ENTRIES PROVIDED:
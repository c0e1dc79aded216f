//! sqlx-backed store implementation.

use crate::error::{PersistenceError, PersistenceResult};
use crate::sqlite::schema::{
    AccountRow, CustomerRow, CREATE_ACCOUNTS_TABLE, CREATE_CUSTOMER_TABLE,
};
use crate::store::{AccountStore, CustomerStore};
use async_trait::async_trait;
use rebank_core::{Account, Customer, EntityKind};
use sqlx::sqlite::SqliteConnectOptions;
use sqlx::SqlitePool;
use std::str::FromStr;

/// SQLite record store holding a shared connection pool.
#[derive(Debug, Clone)]
pub struct SqliteStore {
    pool: SqlitePool,
}

impl SqliteStore {
    /// Open (creating if missing) a database, enable foreign key
    /// enforcement and bootstrap the schema.
    pub async fn connect(database_url: &str) -> PersistenceResult<Self> {
        let options = SqliteConnectOptions::from_str(database_url)
            .map_err(PersistenceError::classify)?
            .create_if_missing(true)
            .foreign_keys(true);

        let pool = SqlitePool::connect_with(options)
            .await
            .map_err(PersistenceError::classify)?;

        let store = Self { pool };
        store.init_schema().await?;
        Ok(store)
    }

    /// Wrap an existing pool. The schema is assumed to be in place and
    /// foreign keys enabled.
    pub fn from_pool(pool: SqlitePool) -> Self {
        Self { pool }
    }

    pub fn pool(&self) -> &SqlitePool {
        &self.pool
    }

    async fn init_schema(&self) -> PersistenceResult<()> {
        sqlx::query(CREATE_CUSTOMER_TABLE)
            .execute(&self.pool)
            .await
            .map_err(PersistenceError::classify)?;
        sqlx::query(CREATE_ACCOUNTS_TABLE)
            .execute(&self.pool)
            .await
            .map_err(PersistenceError::classify)?;
        Ok(())
    }
}

#[async_trait]
impl CustomerStore for SqliteStore {
    async fn find_all(&self) -> PersistenceResult<Vec<Customer>> {
        let rows = sqlx::query_as::<_, CustomerRow>("SELECT * FROM customer")
            .fetch_all(&self.pool)
            .await
            .map_err(PersistenceError::classify)?;
        Ok(rows.into_iter().map(Customer::from).collect())
    }

    async fn find_by_id(&self, id: i64) -> PersistenceResult<Option<Customer>> {
        let row = sqlx::query_as::<_, CustomerRow>("SELECT * FROM customer WHERE id = ?")
            .bind(id)
            .fetch_optional(&self.pool)
            .await
            .map_err(PersistenceError::classify)?;
        Ok(row.map(Customer::from))
    }

    async fn insert(&self, customer: &Customer) -> PersistenceResult<Customer> {
        let result = sqlx::query(
            "INSERT INTO customer (full_name, address, phone_number, ssn) VALUES (?, ?, ?, ?)",
        )
        .bind(&customer.full_name)
        .bind(&customer.address)
        .bind(&customer.phone_number)
        .bind(&customer.ssn)
        .execute(&self.pool)
        .await
        .map_err(PersistenceError::classify)?;

        Ok(Customer {
            id: result.last_insert_rowid(),
            ..customer.clone()
        })
    }

    async fn update(&self, customer: &Customer) -> PersistenceResult<Customer> {
        let result = sqlx::query(
            "UPDATE customer SET full_name = ?, address = ?, phone_number = ?, ssn = ? WHERE id = ?",
        )
        .bind(&customer.full_name)
        .bind(&customer.address)
        .bind(&customer.phone_number)
        .bind(&customer.ssn)
        .bind(customer.id)
        .execute(&self.pool)
        .await
        .map_err(PersistenceError::classify)?;

        if result.rows_affected() == 0 {
            return Err(PersistenceError::not_found(EntityKind::Customer, customer.id));
        }
        Ok(customer.clone())
    }

    async fn delete_by_id(&self, id: i64) -> PersistenceResult<u64> {
        let result = sqlx::query("DELETE FROM customer WHERE id = ?")
            .bind(id)
            .execute(&self.pool)
            .await
            .map_err(PersistenceError::classify)?;
        Ok(result.rows_affected())
    }
}

#[async_trait]
impl AccountStore for SqliteStore {
    async fn find_all(&self) -> PersistenceResult<Vec<Account>> {
        let rows = sqlx::query_as::<_, AccountRow>("SELECT * FROM accounts")
            .fetch_all(&self.pool)
            .await
            .map_err(PersistenceError::classify)?;
        rows.into_iter().map(AccountRow::into_account).collect()
    }

    async fn find_by_id(&self, id: i64) -> PersistenceResult<Option<Account>> {
        let row = sqlx::query_as::<_, AccountRow>("SELECT * FROM accounts WHERE id = ?")
            .bind(id)
            .fetch_optional(&self.pool)
            .await
            .map_err(PersistenceError::classify)?;
        row.map(AccountRow::into_account).transpose()
    }

    async fn find_by_customer(&self, customer_id: i64) -> PersistenceResult<Vec<Account>> {
        let rows =
            sqlx::query_as::<_, AccountRow>("SELECT * FROM accounts WHERE customer_id = ?")
                .bind(customer_id)
                .fetch_all(&self.pool)
                .await
                .map_err(PersistenceError::classify)?;
        rows.into_iter().map(AccountRow::into_account).collect()
    }

    async fn insert(&self, account: &Account) -> PersistenceResult<Account> {
        let result = sqlx::query(
            "INSERT INTO accounts (iban, currency, amount, customer_id, issued_at) \
             VALUES (?, ?, ?, ?, ?)",
        )
        .bind(&account.iban)
        .bind(&account.currency)
        .bind(account.amount.to_string())
        .bind(account.customer_id)
        .bind(account.issued_at)
        .execute(&self.pool)
        .await
        .map_err(PersistenceError::classify)?;

        Ok(Account {
            id: result.last_insert_rowid(),
            ..account.clone()
        })
    }

    async fn update(&self, account: &Account) -> PersistenceResult<Account> {
        let result = sqlx::query(
            "UPDATE accounts SET iban = ?, currency = ?, amount = ?, customer_id = ?, \
             issued_at = ? WHERE id = ?",
        )
        .bind(&account.iban)
        .bind(&account.currency)
        .bind(account.amount.to_string())
        .bind(account.customer_id)
        .bind(account.issued_at)
        .bind(account.id)
        .execute(&self.pool)
        .await
        .map_err(PersistenceError::classify)?;

        if result.rows_affected() == 0 {
            return Err(PersistenceError::not_found(EntityKind::Account, account.id));
        }
        Ok(account.clone())
    }

    async fn delete_by_id(&self, id: i64) -> PersistenceResult<u64> {
        let result = sqlx::query("DELETE FROM accounts WHERE id = ?")
            .bind(id)
            .execute(&self.pool)
            .await
            .map_err(PersistenceError::classify)?;
        Ok(result.rows_affected())
    }
}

WORK REQUEST:
Please reproduce the entire listing, exactly as shown.

RESULT OF THIS EXERCISE:
repository c0e1dc79aded216f
//! sqlx-backed store implementation.

use crate::error::{PersistenceError, PersistenceResult};
use crate::sqlite::schema::{
    AccountRow, CustomerRow, CREATE_ACCOUNTS_TABLE, CREATE_CUSTOMER_TABLE,
};
use crate::store::{AccountStore, CustomerStore};
use async_trait::async_trait;
use rebank_core::{Account, Customer, EntityKind};
use sqlx::sqlite::SqliteConnectOptions;
use sqlx::SqlitePool;
use std::str::FromStr;

/// SQLite record store holding a shared connection pool.
#[derive(Debug, Clone)]
pub struct SqliteStore {
    pool: SqlitePool,
}

impl SqliteStore {
    /// Open (creating if missing) a database, enable foreign key
    /// enforcement and bootstrap the schema.
    pub async fn connect(database_url: &str) -> PersistenceResult<Self> {
        let options = SqliteConnectOptions::from_str(database_url)
            .map_err(PersistenceError::classify)?
            .create_if_missing(true)
            .foreign_keys(true);

        let pool = SqlitePool::connect_with(options)
            .await
            .map_err(PersistenceError::classify)?;

        let store = Self { pool };
        store.init_schema().await?;
        Ok(store)
    }

    /// Wrap an existing pool. The schema is assumed to be in place and
    /// foreign keys enabled.
    pub fn from_pool(pool: SqlitePool) -> Self {
        Self { pool }
    }

    pub fn pool(&self) -> &SqlitePool {
        &self.pool
    }

    async fn init_schema(&self) -> PersistenceResult<()> {
        sqlx::query(CREATE_CUSTOMER_TABLE)
            .execute(&self.pool)
            .await
            .map_err(PersistenceError::classify)?;
        sqlx::query(CREATE_ACCOUNTS_TABLE)
            .execute(&self.pool)
            .await
            .map_err(PersistenceError::classify)?;
        Ok(())
    }
}

#[async_trait]
impl CustomerStore for SqliteStore {
    async fn find_all(&self) -> PersistenceResult<Vec<Customer>> {
        let rows = sqlx::query_as::<_, CustomerRow>("SELECT * FROM customer")
            .fetch_all(&self.pool)
            .await
            .map_err(PersistenceError::classify)?;
        Ok(rows.into_iter().map(Customer::from).collect())
    }

    async fn find_by_id(&self, id: i64) -> PersistenceResult<Option<Customer>> {
        let row = sqlx::query_as::<_, CustomerRow>("SELECT * FROM customer WHERE id = ?")
            .bind(id)
            .fetch_optional(&self.pool)
            .await
            .map_err(PersistenceError::classify)?;
        Ok(row.map(Customer::from))
    }

    async fn insert(&self, customer: &Customer) -> PersistenceResult<Customer> {
        let result = sqlx::query(
            "INSERT INTO customer (full_name, address, phone_number, ssn) VALUES (?, ?, ?, ?)",
        )
        .bind(&customer.full_name)
        .bind(&customer.address)
        .bind(&customer.phone_number)
        .bind(&customer.ssn)
        .execute(&self.pool)
        .await
        .map_err(PersistenceError::classify)?;

        Ok(Customer {
            id: result.last_insert_rowid(),
            ..customer.clone()
        })
    }

    async fn update(&self, customer: &Customer) -> PersistenceResult<Customer> {
        let result = sqlx::query(
            "UPDATE customer SET full_name = ?, address = ?, phone_number = ?, ssn = ? WHERE id = ?",
        )
        .bind(&customer.full_name)
        .bind(&customer.address)
        .bind(&customer.phone_number)
        .bind(&customer.ssn)
        .bind(customer.id)
        .execute(&self.pool)
        .await
        .map_err(PersistenceError::classify)?;

        if result.rows_affected() == 0 {
            return Err(PersistenceError::not_found(EntityKind::Customer, customer.id));
        }
        Ok(customer.clone())
    }

    async fn delete_by_id(&self, id: i64) -> PersistenceResult<u64> {
        let result = sqlx::query("DELETE FROM customer WHERE id = ?")
            .bind(id)
            .execute(&self.pool)
            .await
            .map_err(PersistenceError::classify)?;
        Ok(result.rows_affected())
    }
}

#[async_trait]
impl AccountStore for SqliteStore {
    async fn find_all(&self) -> PersistenceResult<Vec<Account>> {
        let rows = sqlx::query_as::<_, AccountRow>("SELECT * FROM accounts")
            .fetch_all(&self.pool)
            .await
            .map_err(PersistenceError::classify)?;
        rows.into_iter().map(AccountRow::into_account).collect()
    }

    async fn find_by_id(&self, id: i64) -> PersistenceResult<Option<Account>> {
        let row = sqlx::query_as::<_, AccountRow>("SELECT * FROM accounts WHERE id = ?")
            .bind(id)
            .fetch_optional(&self.pool)
            .await
            .map_err(PersistenceError::classify)?;
        row.map(AccountRow::into_account).transpose()
    }

    async fn find_by_customer(&self, customer_id: i64) -> PersistenceResult<Vec<Account>> {
        let rows =
            sqlx::query_as::<_, AccountRow>("SELECT * FROM accounts WHERE customer_id = ?")
                .bind(customer_id)
                .fetch_all(&self.pool)
                .await
                .map_err(PersistenceError::classify)?;
        rows.into_iter().map(AccountRow::into_account).collect()
    }

    async fn insert(&self, account: &Account) -> PersistenceResult<Account> {
        let result = sqlx::query(
            "INSERT INTO accounts (iban, currency, amount, customer_id, issued_at) \
             VALUES (?, ?, ?, ?, ?)",
        )
        .bind(&account.iban)
        .bind(&account.currency)
        .bind(account.amount.to_string())
        .bind(account.customer_id)
        .bind(account.issued_at)
        .execute(&self.pool)
        .await
        .map_err(PersistenceError::classify)?;

        Ok(Account {
            id: result.last_insert_rowid(),
            ..account.clone()
        })
    }

    async fn update(&self, account: &Account) -> PersistenceResult<Account> {
        let result = sqlx::query(
            "UPDATE accounts SET iban = ?, currency = ?, amount = ?, customer_id = ?, \
             issued_at = ? WHERE id = ?",
        )
        .bind(&account.iban)
        .bind(&account.currency)
        .bind(account.amount.to_string())
        .bind(account.customer_id)
        .bind(account.issued_at)
        .bind(account.id)
        .execute(&self.pool)
        .await
        .map_err(PersistenceError::classify)?;

        if result.rows_affected() == 0 {
            return Err(PersistenceError::not_found(EntityKind::Account, account.id));
        }
        Ok(account.clone())
    }

    async fn delete_by_id(&self, id: i64) -> PersistenceResult<u64> {
        let result = sqlx::query("DELETE FROM accounts WHERE id = ?")
            .bind(id)
            .execute(&self.pool)
            .await
            .map_err(PersistenceError::classify)?;
        Ok(result.rows_affected())
    }
}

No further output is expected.